38. Request permission from the OOD to open the muzzle door.

39. Using the approved wrench, turn the operating shaft to unlock the muzzle door. Move the hydraulic control valve lever to the OPEN position (Note: The muzzle door is no longer locked shut, but sea pressure is holding it shut.)

40. Using compressed air to the WRT tank, pressurize the tank/tube combination until the muzzle door swings open. (Note: We don't use compressed air directly to the tube, because we don't want to release a bubble of air from the muzzle door. That would give away our position.)

41. Shut the tube drain valve as soon as the muzzle door indicator shows fully open.

42. Shut off the compressed air to the WRT tank.

43. Open the vent valve to the WRT tank, releasing the air pressure into the torpedo room.

44. Open the compressed air valve to the firing mechanism.

45. Close the enable switch to the firing mechanism.

46. Notify the OOD that Tube #1 is ready to fire in all respects.

47. The OOD pushes the firing plunger in the conning tower.

48. The shafts that set running depth and angle of turn into the torpedo retract from the fish.

49. A pre-measured amount of compressed air forces the torpedo from the tube.

50. The engine-starting lever trips as the torpedo leaves the tube. It is easy to hear the torpedo engine startup. (Note: At this moment, the submarine loses 3,000 pounds of the weight of the torpedo, but gains 2,900 pounds of the weight of the water that rushes into the tube to replace the torpedo.)

51. The compressed air valve to the tube shuts quickly and automatically, and the automatic poppet valve opens, dumping the large air bubble to the WRT tank, which dumps the bubble into the torpedo room. Some water accompanies the bubble into the WRT tank.
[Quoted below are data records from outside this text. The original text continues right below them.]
// Copyright (c) 2022 Sebastian Wiesner <sebastian@swsnr.de>
//
// This Source Code Form is subject to the terms of the Mozilla Public
// License, v. 2.0. If a copy of the MPL was not distributed with this
// file, You can obtain one at https://mozilla.org/MPL/2.0/.

#![deny(missing_docs, clippy::all)]

//! Use the OS trust store with Rust HTTP clients, instead of a bundled CA file.
//!
//! The typical use case is a managed Mac where an MDM provisions certificates through the
//! keychain: a SCEP identity for client certificate authentication, and x509 payloads for
//! internal servers.  HTTP clients with a bundled root set never see either.  This crate reads
//! both from the keychain and feeds them into the TLS configuration surfaces of the Rust HTTP
//! ecosystem; it implements no TLS and no trust evaluation itself.
//!
//! ## Available integration surfaces
//!
//! - [`rustls::client_config`] builds a rustls client configuration whose trust anchors come
//!   from the OS trust store instead of a compiled-in root set.  This requires the `rustls`
//!   feature.
//! - [`reqwest::client_builder`] preconfigures a reqwest client accordingly, with an optional
//!   escape hatch to disable verification entirely.  This requires the `reqwest` feature.
//! - [`macos::secure_transport::SecureTransportConnector`] leaves the TLS handshake to the
//!   Security framework itself, verifying against keychain anchors and resolving the client
//!   identity by common name through the keychain rather than by file path.
//!
//! All three sit on the same keychain queries in [`macos::keychain`], exposed through the
//! [`TrustSource`] trait and the point-in-time [`Truststore`] snapshot.
//!
//! ## Failure behaviour
//!
//! Trust store queries which fail degrade to an empty result with a log message, never to an
//! error: an unreadable store behaves like an empty store, and the consuming HTTP client reports
//! the resulting verification failure in its TLS handshake.  See [`macos::keychain`].
//!
//! # Operating system support
//!
//! ## macOS
//!
//! Fully supported; see [`macos`].
//!
//! ## Windows and Linux
//!
//! Not supported.  The portable pieces of this crate compile everywhere, but there is no trust
//! store backend for these systems; use the `rustls-native-certs` crate instead.

mod error;
pub mod identity;
#[cfg(target_os = "macos")]
pub mod macos;
#[cfg(feature = "reqwest")]
pub mod reqwest;
#[cfg(feature = "rustls")]
pub mod rustls;
mod truststore;
mod types;

pub use error::Error;
pub use truststore::Truststore;
pub use types::TrustSource;

/// Capture a snapshot of the OS trust store.
///
/// Equivalent to [`Truststore::snapshot`] of [`macos::Keychain`].
#[cfg(target_os = "macos")]
pub fn truststore() -> Truststore {
    Truststore::snapshot(&macos::Keychain)
}
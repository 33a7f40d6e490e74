// Copyright (c) 2022 Sebastian Wiesner <sebastian@swsnr.de>
//
// This Source Code Form is subject to the terms of the Mozilla Public
// License, v. 2.0. If a copy of the MPL was not distributed with this
// file, You can obtain one at https://mozilla.org/MPL/2.0/.

//! Access the trust store of macOS.
//!
//! The [`keychain`] submodule queries the Security framework for trusted certificates and client
//! identities.  The [`secure_transport`] submodule goes one step further and leaves the entire
//! TLS handshake to the Security framework, for callers which want the OS to do the verification
//! instead of exporting anchors into a Rust TLS stack.
//!
//! This module exports [`Keychain`] as the live trust source of this platform: it re-queries the
//! keychain on every call to [`crate::TrustSource::trust_anchors`].  Use
//! [`crate::Truststore::snapshot`] to capture its state once.

use crate::types::TrustSource;

pub mod keychain;
pub mod secure_transport;

/// The live macOS keychain as a trust source.
///
/// Combines all trusted certificates from the user and admin trust-settings domains with the
/// system root certificates; see [`keychain::trusted_certs`] and [`keychain::system_roots`].  No
/// deduplication or ordering is applied beyond what the keychain queries return.
#[derive(Debug, Clone, Copy, Default)]
pub struct Keychain;

static_assertions::assert_impl_all!(Keychain: Send, Sync);

impl TrustSource for Keychain {
    fn trust_anchors(&self) -> Vec<Vec<u8>> {
        let mut anchors = keychain::trusted_certs()
            .iter()
            .map(|cert| cert.to_der())
            .collect::<Vec<_>>();
        anchors.extend(keychain::system_roots().iter().map(|cert| cert.to_der()));
        anchors
    }
}
// Copyright (c) 2022 Sebastian Wiesner <sebastian@swsnr.de>
//
// This Source Code Form is subject to the terms of the Mozilla Public
// License, v. 2.0. If a copy of the MPL was not distributed with this
// file, You can obtain one at https://mozilla.org/MPL/2.0/.

/// Provide TLS trust anchors.
pub trait TrustSource {
    /// Get all trust anchors of this source.
    ///
    /// Return the DER encoding of every certificate the source currently considers a trust
    /// anchor, in whatever order the underlying store returns them.  Return an empty vector if
    /// the source has no anchors or if querying the underlying store failed; a source never
    /// returns a partial result.
    fn trust_anchors(&self) -> Vec<Vec<u8>>;
}

impl<T: TrustSource + ?Sized> TrustSource for &T {
    fn trust_anchors(&self) -> Vec<Vec<u8>> {
        (**self).trust_anchors()
    }
}
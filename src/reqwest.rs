// Copyright (c) 2022 Sebastian Wiesner <sebastian@swsnr.de>
//
// This Source Code Form is subject to the terms of the Mozilla Public
// License, v. 2.0. If a copy of the MPL was not distributed with this
// file, You can obtain one at https://mozilla.org/MPL/2.0/.

//! Preconfigure reqwest clients with a trust source.
//!
//! [`client_builder`] disables reqwest's built-in roots and adds the anchors of a
//! [`TrustSource`] instead, so certificate verification follows the OS trust store:
//!
//! ```ignore
//! let client = system_truststore::reqwest::client(&system_truststore::macos::Keychain)
//!     .expect("failed to build client");
//! ```
//!
//! This module requires the `reqwest` feature, which selects reqwest's rustls backend.

use crate::types::TrustSource;

/// Preconfigure a reqwest client builder with the anchors of `source`.
///
/// With `verify` the builder uses the rustls backend without reqwest's built-in roots, and adds
/// every anchor of `source` instead; anchors reqwest rejects are skipped with a debug log.
/// Further builder customization remains available to the caller.
///
/// Without `verify` the source is never queried and certificate verification is disabled
/// entirely.  Only do this for debugging.
pub fn client_builder<S: TrustSource>(source: &S, verify: bool) -> ::reqwest::ClientBuilder {
    let builder = ::reqwest::Client::builder().use_rustls_tls();
    if !verify {
        log::warn!("Certificate verification disabled; accepting any certificate");
        return builder.danger_accept_invalid_certs(true);
    }
    let mut builder = builder.tls_built_in_root_certs(false);
    for anchor in source.trust_anchors() {
        match ::reqwest::Certificate::from_der(&anchor) {
            Ok(cert) => builder = builder.add_root_certificate(cert),
            Err(error) => {
                log::debug!("Skipping trust anchor rejected by reqwest: {}", error);
            }
        }
    }
    builder
}

/// Build a reqwest client verifying certificates against `source`.
///
/// See [`client_builder`] to customize the client further.
pub fn client<S: TrustSource>(source: &S) -> ::reqwest::Result<::reqwest::Client> {
    client_builder(source, true).build()
}

#[cfg(test)]
mod tests {
    use super::*;
    use pretty_assertions::assert_eq;
    use std::cell::Cell;

    /// Count how often the source is queried.
    struct CountingSource(Cell<usize>);

    impl TrustSource for CountingSource {
        fn trust_anchors(&self) -> Vec<Vec<u8>> {
            self.0.set(self.0.get() + 1);
            vec![rcgen::generate_simple_self_signed(vec!["localhost".to_string()])
                .unwrap()
                .cert
                .der()
                .to_vec()]
        }
    }

    #[test]
    fn verify_disabled_bypasses_the_source() {
        let source = CountingSource(Cell::new(0));
        client_builder(&source, false).build().unwrap();
        assert_eq!(source.0.get(), 0);
    }

    #[test]
    fn verify_enabled_queries_the_source_once() {
        let source = CountingSource(Cell::new(0));
        client_builder(&source, true).build().unwrap();
        assert_eq!(source.0.get(), 1);
    }

    #[test]
    fn client_builds_with_source_anchors() {
        let source = CountingSource(Cell::new(0));
        client(&source).unwrap();
        assert_eq!(source.0.get(), 1);
    }
}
52. Using the approved wrench handle, turn the operating shaft to shut the muzzle door.

53. Verify the indication that the muzzle door is shut.

54. Open the tube drain valve.

55. Open the tube vent valve. The tube now drains to the WRT tank.

56. Watch the sight glass in the breech door to verify that the water is draining from the tube.

57. Request permission from the OOD to open the breech door.

58. Request the trim manifold operator in the pump room to pump 3,000 pounds of water from the WRT tank to the forward trim tank.

59. Open the breech door, and begin drying and lubricating specific points inside the tube.

Note: The WRT tank could hold enough water for one or two shots. If three torpedoes were shot in quick succession, the WRT tank overflowed hundreds of gallons into the torpedo room bilge. A call to the watchstander in the maneuvering room could get your bilges pumped overboard (well, not directly overboard, but into the fuel oil expansion tank, a "soft" tank with sea water in the bottom and diesel fuel in the top.) But there is no meter on the bilge pump, so you don't know specifically how much water you need to flood into the forward trim tank to compensate for the weight of the water you are pumping out of the bilge. So you make an educated guess, and the diving officer must empirically determine the final correction, based on the action of the bow and stern planes in keeping the boat under control fore and aft.